O copo escorregou da minha mão e caiu no chão com um estalo agudo, quebrando-se em pedaços irregulares, um dos quais cortou a lateral da minha palma enquanto eu caía de joelhos.
A picada do corte foi registrada vagamente, ofuscada pelo latejar em minha cabeça, como se o próprio Sorvane estivesse tentando forçar sua saída através da pele.
Cerrei os dentes e me curvei, com uma das mãos agarrada à borda da mesa para não cair completamente e a outra pressionada contra a têmpora.
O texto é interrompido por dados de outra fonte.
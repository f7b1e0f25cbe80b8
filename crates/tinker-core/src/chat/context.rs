//! Prompt context assembly.
//!
//! Turns a session's stored history into the ordered message list sent to the
//! provider: the system instruction first, then each turn in log order.

use tinker_types::chat::{ChatTurn, TurnRole};
use tinker_types::error::RepositoryError;
use tinker_types::llm::{ContentPart, MessageRole, PromptTurn};

use super::interpreter::render_reply;
use super::repository::MessageLog;

/// How much history is replayed to the provider.
#[derive(Debug, Clone, Copy, Default, PartialEq, Eq)]
pub struct ContextWindow {
    /// Keep only the most recent N turns. `None` (or 0) replays everything.
    pub max_turns: Option<usize>,
}

impl ContextWindow {
    pub fn unbounded() -> Self {
        Self { max_turns: None }
    }

    pub fn last(max_turns: usize) -> Self {
        Self {
            max_turns: Some(max_turns),
        }
    }

    /// Select the suffix of `turns` to replay.
    ///
    /// A truncated window never starts on an assistant turn, so the provider
    /// does not see a reply without the message that prompted it.
    pub fn apply<'a>(&self, turns: &'a [ChatTurn]) -> &'a [ChatTurn] {
        let Some(max) = self.max_turns.filter(|n| *n > 0) else {
            return turns;
        };
        if turns.len() <= max {
            return turns;
        }

        let mut start = turns.len() - max;
        while start < turns.len() && turns[start].role != TurnRole::User {
            start += 1;
        }
        &turns[start..]
    }
}

/// Builds provider prompts from stored turns.
#[derive(Debug, Clone)]
pub struct ContextBuilder {
    system_prompt: String,
    window: ContextWindow,
}

impl ContextBuilder {
    pub fn new(system_prompt: impl Into<String>, window: ContextWindow) -> Self {
        Self {
            system_prompt: system_prompt.into(),
            window,
        }
    }

    pub fn window(&self) -> ContextWindow {
        self.window
    }

    /// Build the message list for `turns`, which must be in log order.
    pub fn build(&self, turns: &[ChatTurn]) -> Vec<PromptTurn> {
        let replayed = self.window.apply(turns);

        let mut messages = Vec::with_capacity(replayed.len() + 1);
        messages.push(PromptTurn::text(MessageRole::System, self.system_prompt.clone()));
        messages.extend(replayed.iter().map(prompt_turn));
        messages
    }

    /// Read a session's history from `log` and build its prompt.
    pub async fn build_for_session<L: MessageLog>(
        &self,
        log: &L,
        session_id: &str,
    ) -> Result<Vec<PromptTurn>, RepositoryError> {
        let turns = log.list_by_session(session_id).await?;
        Ok(self.build(&turns))
    }
}

fn prompt_turn(turn: &ChatTurn) -> PromptTurn {
    match turn.role {
        TurnRole::User => {
            let mut content = Vec::with_capacity(2);
            if let Some(text) = turn.text.as_deref().filter(|t| !t.is_empty()) {
                content.push(ContentPart::Text {
                    text: text.to_string(),
                });
            }
            if let Some(url) = &turn.image_ref {
                content.push(ContentPart::ImageUrl { url: url.clone() });
            }
            PromptTurn {
                role: MessageRole::User,
                content,
            }
        }
        TurnRole::Assistant => PromptTurn::text(MessageRole::Assistant, render_reply(turn)),
    }
}
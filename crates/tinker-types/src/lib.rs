//! Shared domain types for Tinker.
//!
//! This crate contains the core domain types used across the Tinker workspace:
//! chat turns and their structured payloads, prompt/LLM request shapes,
//! configuration, and the error taxonomy.
//!
//! Zero infrastructure dependencies -- only serde, chrono, thiserror.

pub mod chat;
pub mod config;
pub mod error;
pub mod llm;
"Droga!" Minha mandíbula se apertou com tanta força que parecia que meus dentes iriam quebrar.
Senti o sangue quente e escorregadio escorrendo do meu nariz, passando pelos meus lábios e queixo.
Minhas costas se arquearam contra a minha vontade e meus ombros bateram no chão.
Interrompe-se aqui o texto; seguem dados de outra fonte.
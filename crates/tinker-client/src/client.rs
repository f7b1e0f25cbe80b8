//! `ChatClient`: cached session history plus turn submission.

use dashmap::DashMap;
use reqwest::{StatusCode, Url};
use serde::de::DeserializeOwned;

use tinker_types::chat::{ChatTurn, SubmitTurnRequest};

use crate::error::ClientError;

/// Client for one Tinker server.
///
/// History is cached per session until a send for that session succeeds or
/// [`ChatClient::invalidate`] is called. Cached copies are never merged with
/// send results; the next read goes back to the server.
pub struct ChatClient {
    http: reqwest::Client,
    base_url: Url,
    cache: DashMap<String, Vec<ChatTurn>>,
    /// Bumped on every invalidation; a read started under an older
    /// generation does not repopulate the cache.
    generations: DashMap<String, u64>,
    pending: DashMap<String, usize>,
}

impl ChatClient {
    pub fn new(base_url: &str) -> Result<Self, ClientError> {
        Self::with_http_client(base_url, reqwest::Client::new())
    }

    pub fn with_http_client(base_url: &str, http: reqwest::Client) -> Result<Self, ClientError> {
        let base_url =
            Url::parse(base_url).map_err(|e| ClientError::InvalidUrl(format!("{base_url}: {e}")))?;
        if base_url.cannot_be_a_base() {
            return Err(ClientError::InvalidUrl(base_url.to_string()));
        }
        Ok(Self {
            http,
            base_url,
            cache: DashMap::new(),
            generations: DashMap::new(),
            pending: DashMap::new(),
        })
    }

    /// Session history, from the cache when present.
    ///
    /// An unknown session is an empty history.
    pub async fn fetch_history(&self, session_id: &str) -> Result<Vec<ChatTurn>, ClientError> {
        if let Some(cached) = self.cache.get(session_id) {
            tracing::debug!(session_id, turns = cached.len(), "History served from cache");
            return Ok(cached.clone());
        }
        self.refresh_history(session_id).await
    }

    /// Session history, always read from the server. Replaces the cached copy
    /// unless the session was invalidated while the read was in flight.
    pub async fn refresh_history(&self, session_id: &str) -> Result<Vec<ChatTurn>, ClientError> {
        let generation = self.generation(session_id);
        let url = self.endpoint(&["sessions", session_id, "messages"])?;
        let response = self
            .http
            .get(url)
            .send()
            .await
            .map_err(ClientError::Transport)?;

        let turns = if response.status() == StatusCode::NOT_FOUND {
            Vec::new()
        } else {
            decode::<Vec<ChatTurn>>(response).await?
        };

        tracing::debug!(session_id, turns = turns.len(), "History fetched");
        let current = self.generations.entry(session_id.to_string()).or_insert(0);
        if *current == generation {
            self.cache.insert(session_id.to_string(), turns.clone());
        } else {
            tracing::debug!(session_id, "Session invalidated during fetch, not caching");
        }
        Ok(turns)
    }

    /// Submit one turn and return the assistant's reply.
    ///
    /// On success the session's cached history is dropped. On failure it is
    /// left as is; the server may still have persisted the user turn.
    pub async fn send_turn(
        &self,
        session_id: &str,
        text: Option<String>,
        image: Option<String>,
    ) -> Result<ChatTurn, ClientError> {
        let _pending = PendingGuard::new(&self.pending, session_id);

        let url = self.endpoint(&["messages"])?;
        let body = SubmitTurnRequest {
            session_id: session_id.to_string(),
            text,
            image,
        };
        let response = self
            .http
            .post(url)
            .json(&body)
            .send()
            .await
            .map_err(ClientError::Transport)?;

        let turn = decode::<ChatTurn>(response).await?;
        self.invalidate(session_id);
        Ok(turn)
    }

    /// Drop the cached history of one session.
    pub fn invalidate(&self, session_id: &str) {
        let mut generation = self.generations.entry(session_id.to_string()).or_insert(0);
        *generation += 1;
        self.cache.remove(session_id);
    }

    /// Whether a send for this session is outstanding.
    pub fn is_pending(&self, session_id: &str) -> bool {
        self.pending.get(session_id).is_some_and(|count| *count > 0)
    }

    fn generation(&self, session_id: &str) -> u64 {
        self.generations.get(session_id).map_or(0, |g| *g)
    }

    fn endpoint(&self, segments: &[&str]) -> Result<Url, ClientError> {
        let mut url = self.base_url.clone();
        url.path_segments_mut()
            .map_err(|_| ClientError::InvalidUrl(self.base_url.to_string()))?
            .pop_if_empty()
            .extend(segments);
        Ok(url)
    }
}

async fn decode<T: DeserializeOwned>(response: reqwest::Response) -> Result<T, ClientError> {
    let status = response.status();
    if !status.is_success() {
        let body = response.text().await.unwrap_or_default();
        let message = serde_json::from_str::<serde_json::Value>(&body)
            .ok()
            .and_then(|v| v.get("message").and_then(|m| m.as_str()).map(str::to_string))
            .unwrap_or(body);
        return Err(ClientError::Status {
            status: status.as_u16(),
            message,
        });
    }
    response.json::<T>().await.map_err(ClientError::Decode)
}

/// Marks a session as having a send in flight until dropped.
struct PendingGuard<'a> {
    pending: &'a DashMap<String, usize>,
    session_id: String,
}

impl<'a> PendingGuard<'a> {
    fn new(pending: &'a DashMap<String, usize>, session_id: &str) -> Self {
        *pending.entry(session_id.to_string()).or_insert(0) += 1;
        Self {
            pending,
            session_id: session_id.to_string(),
        }
    }
}

impl Drop for PendingGuard<'_> {
    fn drop(&mut self) {
        if let Some(mut count) = self.pending.get_mut(&self.session_id) {
            *count = count.saturating_sub(1);
        }
        self.pending.remove_if(&self.session_id, |_, count| *count == 0);
    }
}

#[cfg(test)]
mod tests {
    use super::*;
    use std::sync::Arc;
    use std::time::Duration;

    use serde_json::json;
    use wiremock::matchers::{body_json, method, path};
    use wiremock::{Mock, MockServer, ResponseTemplate};

    fn turn_json(id: i64, role: &str, text: &str) -> serde_json::Value {
        json!({
            "id": id,
            "sessionId": "s1",
            "role": role,
            "kind": "text",
            "text": text,
            "createdAt": format!("2026-03-01T10:00:0{id}.000000Z"),
        })
    }

    #[tokio::test]
    async fn fetch_history_caches_until_invalidated() {
        let server = MockServer::start().await;
        Mock::given(method("GET"))
            .and(path("/sessions/s1/messages"))
            .respond_with(
                ResponseTemplate::new(200)
                    .set_body_json(json!([turn_json(1, "user", "hi"), turn_json(2, "assistant", "hello")])),
            )
            .expect(2)
            .mount(&server)
            .await;

        let client = ChatClient::new(&server.uri()).unwrap();
        let first = client.fetch_history("s1").await.unwrap();
        let second = client.fetch_history("s1").await.unwrap();
        assert_eq!(first.len(), 2);
        assert_eq!(first, second);

        client.invalidate("s1");
        let third = client.fetch_history("s1").await.unwrap();
        assert_eq!(third, first);
    }

    #[tokio::test]
    async fn fetch_history_not_found_is_empty() {
        let server = MockServer::start().await;
        Mock::given(method("GET"))
            .respond_with(ResponseTemplate::new(404))
            .mount(&server)
            .await;

        let client = ChatClient::new(&server.uri()).unwrap();
        assert!(client.fetch_history("missing").await.unwrap().is_empty());
    }

    #[tokio::test]
    async fn session_ids_are_path_encoded() {
        let server = MockServer::start().await;
        Mock::given(method("GET"))
            .and(path("/sessions/a%20b%2Fc/messages"))
            .respond_with(ResponseTemplate::new(200).set_body_json(json!([])))
            .expect(1)
            .mount(&server)
            .await;

        let client = ChatClient::new(&server.uri()).unwrap();
        assert!(client.refresh_history("a b/c").await.unwrap().is_empty());
    }

    #[tokio::test]
    async fn send_turn_invalidates_cache() {
        let server = MockServer::start().await;
        Mock::given(method("GET"))
            .and(path("/sessions/s1/messages"))
            .respond_with(ResponseTemplate::new(200).set_body_json(json!([])))
            .up_to_n_times(1)
            .mount(&server)
            .await;
        Mock::given(method("GET"))
            .and(path("/sessions/s1/messages"))
            .respond_with(
                ResponseTemplate::new(200)
                    .set_body_json(json!([turn_json(1, "user", "hi"), turn_json(2, "assistant", "hello")])),
            )
            .mount(&server)
            .await;
        Mock::given(method("POST"))
            .and(path("/messages"))
            .and(body_json(json!({"sessionId": "s1", "text": "hi"})))
            .respond_with(ResponseTemplate::new(200).set_body_json(turn_json(2, "assistant", "hello")))
            .mount(&server)
            .await;

        let client = ChatClient::new(&server.uri()).unwrap();
        assert!(client.fetch_history("s1").await.unwrap().is_empty());

        let reply = client.send_turn("s1", Some("hi".to_string()), None).await.unwrap();
        assert_eq!(reply.text.as_deref(), Some("hello"));
        assert!(!client.is_pending("s1"));

        let history = client.fetch_history("s1").await.unwrap();
        assert_eq!(history.len(), 2);
        assert_eq!(history[1], reply);
    }

    #[tokio::test]
    async fn history_read_in_flight_during_send_is_not_cached() {
        let server = MockServer::start().await;
        Mock::given(method("GET"))
            .and(path("/sessions/s1/messages"))
            .respond_with(
                ResponseTemplate::new(200)
                    .set_body_json(json!([]))
                    .set_delay(Duration::from_millis(400)),
            )
            .up_to_n_times(1)
            .mount(&server)
            .await;
        Mock::given(method("GET"))
            .and(path("/sessions/s1/messages"))
            .respond_with(
                ResponseTemplate::new(200)
                    .set_body_json(json!([turn_json(1, "user", "hi"), turn_json(2, "assistant", "hello")])),
            )
            .mount(&server)
            .await;
        Mock::given(method("POST"))
            .and(path("/messages"))
            .respond_with(ResponseTemplate::new(200).set_body_json(turn_json(2, "assistant", "hello")))
            .mount(&server)
            .await;

        let client = Arc::new(ChatClient::new(&server.uri()).unwrap());
        let poller = Arc::clone(&client);
        let poll = tokio::spawn(async move { poller.fetch_history("s1").await });

        tokio::time::sleep(Duration::from_millis(100)).await;
        client.send_turn("s1", Some("hi".to_string()), None).await.unwrap();

        // The slow read saw the pre-send log.
        assert!(poll.await.unwrap().unwrap().is_empty());

        let history = client.fetch_history("s1").await.unwrap();
        assert_eq!(history.len(), 2);
    }

    #[tokio::test]
    async fn failed_send_is_an_error_and_keeps_cache() {
        let server = MockServer::start().await;
        Mock::given(method("GET"))
            .respond_with(ResponseTemplate::new(200).set_body_json(json!([turn_json(1, "user", "hi")])))
            .expect(1)
            .mount(&server)
            .await;
        Mock::given(method("POST"))
            .respond_with(
                ResponseTemplate::new(500)
                    .set_body_json(json!({"code": "PROVIDER_ERROR", "message": "Internal server error"})),
            )
            .mount(&server)
            .await;

        let client = ChatClient::new(&server.uri()).unwrap();
        client.fetch_history("s1").await.unwrap();

        let err = client.send_turn("s1", Some("again".to_string()), None).await.unwrap_err();
        assert!(matches!(
            err,
            ClientError::Status { status: 500, ref message } if message == "Internal server error"
        ));
        assert!(!client.is_pending("s1"));
        // Served from cache: the GET mock expects exactly one call.
        assert_eq!(client.fetch_history("s1").await.unwrap().len(), 1);
    }

    #[tokio::test]
    async fn is_pending_while_send_outstanding() {
        let server = MockServer::start().await;
        Mock::given(method("POST"))
            .respond_with(
                ResponseTemplate::new(200)
                    .set_body_json(turn_json(2, "assistant", "hello"))
                    .set_delay(Duration::from_millis(300)),
            )
            .mount(&server)
            .await;

        let client = Arc::new(ChatClient::new(&server.uri()).unwrap());
        let sender = Arc::clone(&client);
        let handle = tokio::spawn(async move { sender.send_turn("s1", None, None).await });

        tokio::time::sleep(Duration::from_millis(100)).await;
        assert!(client.is_pending("s1"));
        assert!(!client.is_pending("s2"));

        handle.await.unwrap().unwrap();
        assert!(!client.is_pending("s1"));
    }

    #[tokio::test]
    async fn undecodable_body_is_decode_error() {
        let server = MockServer::start().await;
        Mock::given(method("POST"))
            .respond_with(ResponseTemplate::new(200).set_body_string("not json"))
            .mount(&server)
            .await;

        let client = ChatClient::new(&server.uri()).unwrap();
        let err = client.send_turn("s1", None, None).await.unwrap_err();
        assert!(matches!(err, ClientError::Decode(_)));
    }

    #[test]
    fn rejects_invalid_base_url() {
        assert!(matches!(
            ChatClient::new("not a url"),
            Err(ClientError::InvalidUrl(_))
        ));
    }
}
Meus dedos se enrolaram em meus cabelos, apertando-os com tanta força que eu podia sentir os fios se soltando. "Saia da minha cabeça", eu rosnei... ou talvez tenha gemido.
"Não se esqueça do que você me deve, Rei", sibilou Sorvane, e, sem mais nem menos, a dor desapareceu. Não lenta ou gradualmente, ela desapareceu.
Mas eu não me movi. Fiquei no chão, com a respiração fraca, o sangue secando em meus lábios e, por um momento, não sabia dizer se o silêncio ao meu redor era real ou apenas a ausência de sua voz em minha mente.
Então veio a lembrança.
Meu pai, Fenrir, sentou-se no trono de obsidiana há trezentos anos. Ele parecia mais velho naquele dia, cansado de uma forma que eu nunca tinha visto antes, mesmo com séculos atrás de seus olhos. "Os humanos estão vencendo pelos números", disse ele. "Eles não estão apenas lutando contra nós no campo de batalha, eles estão atacando onde mais dói. Nossas mulheres e crianças."
Eu estava na base do estrado, com meu uniforme ainda marcado com sangue.
"Um lobo sem sua companheira", disse Fenrir, "é apenas um cão". Então ele olhou para mim. Não como seu filho, não como o general que eu havia me tornado.
"Vamos parar de atacar", murmurei. "Manteremos as fronteiras, defenderemos o que pudermos. Eu mesmo liderarei as tropas."